YOUR OBJECTIVE »
Should a line below contain the word "status", report it.

=== DATA EXTRACTS ===

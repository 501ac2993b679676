use eframe::egui;

/// Действие пользователя в панели управления
#[derive(Debug, Clone, Copy, PartialEq, Eq)]
pub enum ControlAction {
    Start,
    Stop,
}

/// Кнопки «Стоп» и «Старт»: доступна только одна из них
pub fn show(ui: &mut egui::Ui, running: bool) -> Option<ControlAction> {
    let mut action = None;

    ui.columns(2, |columns| {
        let width = columns[0].available_width();
        let stop = columns[0].add_enabled(
            running,
            egui::Button::new("⏹ Стоп").min_size(egui::vec2(width, 32.0)),
        );
        if stop.clicked() {
            action = Some(ControlAction::Stop);
        }

        let start = columns[1].add_enabled(
            !running,
            egui::Button::new("▶ Старт").min_size(egui::vec2(width, 32.0)),
        );
        if start.clicked() {
            action = Some(ControlAction::Start);
        }
    });

    action
}
pub mod timer_worker;
pub mod virtual_device;
pub mod window_directory;

pub use timer_worker::TimerWorker;
pub use virtual_device::{KeystrokeInjector, VirtualDevice};
pub use window_directory::{WindowBackend, WindowDirectory};
use super::command::run_tool;
use super::r#trait::WindowBackend;
use crate::error::Result;
use crate::events::WindowInfo;

pub struct WmctrlBackend;

impl WmctrlBackend {
    pub fn new() -> Self {
        Self
    }
}

/// Первое слово строки и остаток
fn next_field(s: &str) -> (&str, &str) {
    let s = s.trim_start();
    match s.find(char::is_whitespace) {
        Some(i) => (&s[..i], &s[i..]),
        None => (s, ""),
    }
}

/// Строка `wmctrl -l`: `<id> <desktop> <host> <title>`
fn parse_line(line: &str) -> Option<WindowInfo> {
    let (id, rest) = next_field(line);
    if !id.starts_with("0x") {
        return None;
    }
    let (_desktop, rest) = next_field(rest);
    let (_host, rest) = next_field(rest);
    Some(WindowInfo::new(id, rest.trim()))
}

impl WindowBackend for WmctrlBackend {
    fn name(&self) -> &'static str {
        "wmctrl"
    }

    fn probe(&self) -> Result<()> {
        run_tool("wmctrl", &["-m"]).map(|_| ())
    }

    fn list_windows(&self) -> Result<Vec<WindowInfo>> {
        let stdout = run_tool("wmctrl", &["-l"])?;
        Ok(stdout.lines().filter_map(parse_line).collect())
    }

    fn focus(&self, window: &WindowInfo) -> Result<()> {
        run_tool("wmctrl", &["-i", "-a", &window.id]).map(|_| ())
    }
}
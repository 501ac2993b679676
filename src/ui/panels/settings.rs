use crate::ui::GuiState;
use eframe::egui;

const NO_WINDOW: &str = "Нет";

/// Форма настроек: интервал, число повторов, сочетание и окно для фокуса
pub fn show(ui: &mut egui::Ui, state: &mut GuiState, editable: bool) {
    ui.add_enabled_ui(editable, |ui| {
        egui::Grid::new("settings_grid")
            .num_columns(2)
            .spacing([12.0, 8.0])
            .show(ui, |ui| {
                let field_width = ui.available_width().max(200.0);

                ui.label("Интервал (сек):");
                ui.add(egui::TextEdit::singleline(&mut state.form.interval).desired_width(field_width));
                ui.end_row();

                ui.label("Повторов (пусто — бесконечно):");
                ui.add(egui::TextEdit::singleline(&mut state.form.counts).desired_width(field_width));
                ui.end_row();

                ui.label("Сочетание (например: ctrl+shift+esc):");
                ui.add(egui::TextEdit::singleline(&mut state.form.hotkey).desired_width(field_width));
                ui.end_row();

                ui.label("Окно для фокуса:");
                let selected_text = state
                    .selected_window
                    .and_then(|i| state.windows.get(i))
                    .map(|w| w.display_name().to_string())
                    .unwrap_or_else(|| NO_WINDOW.to_string());
                egui::ComboBox::from_id_salt("target_window")
                    .selected_text(selected_text)
                    .width(field_width)
                    .show_ui(ui, |ui| {
                        ui.selectable_value(&mut state.selected_window, None, NO_WINDOW);
                        for (i, window) in state.windows.iter().enumerate() {
                            ui.selectable_value(&mut state.selected_window, Some(i), window.display_name())
                                .on_hover_text(window.to_string());
                        }
                    });
                ui.end_row();
            });
    });
}
use std::fmt;

/// Окно верхнего уровня, найденное при старте.
///
/// `id` — непрозрачный идентификатор конкретного бэкенда (X11 id для
/// wmctrl/xdotool, con_id для sway), `title` — отображаемое имя.
#[derive(Debug, Clone, PartialEq, Eq, Hash)]
pub struct WindowInfo {
    pub id: String,
    pub title: String,
    pub class: String,
}

impl WindowInfo {
    pub fn new(id: impl Into<String>, title: impl Into<String>) -> Self {
        Self {
            id: id.into(),
            title: title.into(),
            class: String::new(),
        }
    }

    pub fn with_class(mut self, class: impl Into<String>) -> Self {
        self.class = class.into();
        self
    }

    /// Подпись для выпадающего списка
    pub fn display_name(&self) -> &str {
        if self.title.is_empty() {
            &self.id
        } else {
            &self.title
        }
    }
}

impl fmt::Display for WindowInfo {
    fn fmt(&self, f: &mut fmt::Formatter<'_>) -> fmt::Result {
        if self.class.is_empty() {
            write!(f, "\"{}\" [{}]", self.title, self.id)
        } else {
            write!(f, "\"{}\" ({}) [{}]", self.title, self.class, self.id)
        }
    }
}
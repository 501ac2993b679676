use crate::error::{Result, TimerError};
use std::process::Command;
use tracing::debug;

/// Запустить внешнюю утилиту и вернуть её stdout
pub fn run_tool(program: &str, args: &[&str]) -> Result<String> {
    debug!("Запуск {} {:?}", program, args);

    let output = Command::new(program)
        .args(args)
        .output()
        .map_err(|e| TimerError::WindowTool(format!("{} не найден: {}", program, e)))?;

    if !output.status.success() {
        let stderr = String::from_utf8_lossy(&output.stderr);
        debug!("{} вернул ошибку: {}", program, stderr.trim());
        return Err(TimerError::WindowTool(format!(
            "{} {} завершился с {}: {}",
            program,
            args.join(" "),
            output.status,
            stderr.trim()
        )));
    }

    Ok(String::from_utf8_lossy(&output.stdout).into_owned())
}
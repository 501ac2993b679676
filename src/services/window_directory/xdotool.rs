use super::command::run_tool;
use super::r#trait::WindowBackend;
use crate::error::Result;
use crate::events::WindowInfo;
use tracing::debug;

/// xdotool и kdotool (KDE Wayland) понимают одинаковые команды
pub struct XdotoolBackend {
    program: &'static str,
    search_args: &'static [&'static str],
}

impl XdotoolBackend {
    pub fn xdotool() -> Self {
        Self {
            program: "xdotool",
            search_args: &["search", "--onlyvisible", "--name", "."],
        }
    }

    pub fn kdotool() -> Self {
        Self {
            program: "kdotool",
            search_args: &["search", "--name", "."],
        }
    }
}

impl WindowBackend for XdotoolBackend {
    fn name(&self) -> &'static str {
        self.program
    }

    fn probe(&self) -> Result<()> {
        run_tool(self.program, &["getactivewindow"]).map(|_| ())
    }

    fn list_windows(&self) -> Result<Vec<WindowInfo>> {
        let ids = run_tool(self.program, self.search_args)?;

        let mut windows = Vec::new();
        for id in ids.lines().map(str::trim).filter(|id| !id.is_empty()) {
            match run_tool(self.program, &["getwindowname", id]) {
                Ok(title) => windows.push(WindowInfo::new(id, title.trim())),
                // Окно могло закрыться между search и getwindowname
                Err(e) => debug!("{}: пропускаем окно {}: {}", self.program, id, e),
            }
        }
        Ok(windows)
    }

    fn focus(&self, window: &WindowInfo) -> Result<()> {
        run_tool(self.program, &["windowactivate", &window.id]).map(|_| ())
    }
}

===

REPLY TO THE EXERCISE »
    if !output.status.success() {
            output.status,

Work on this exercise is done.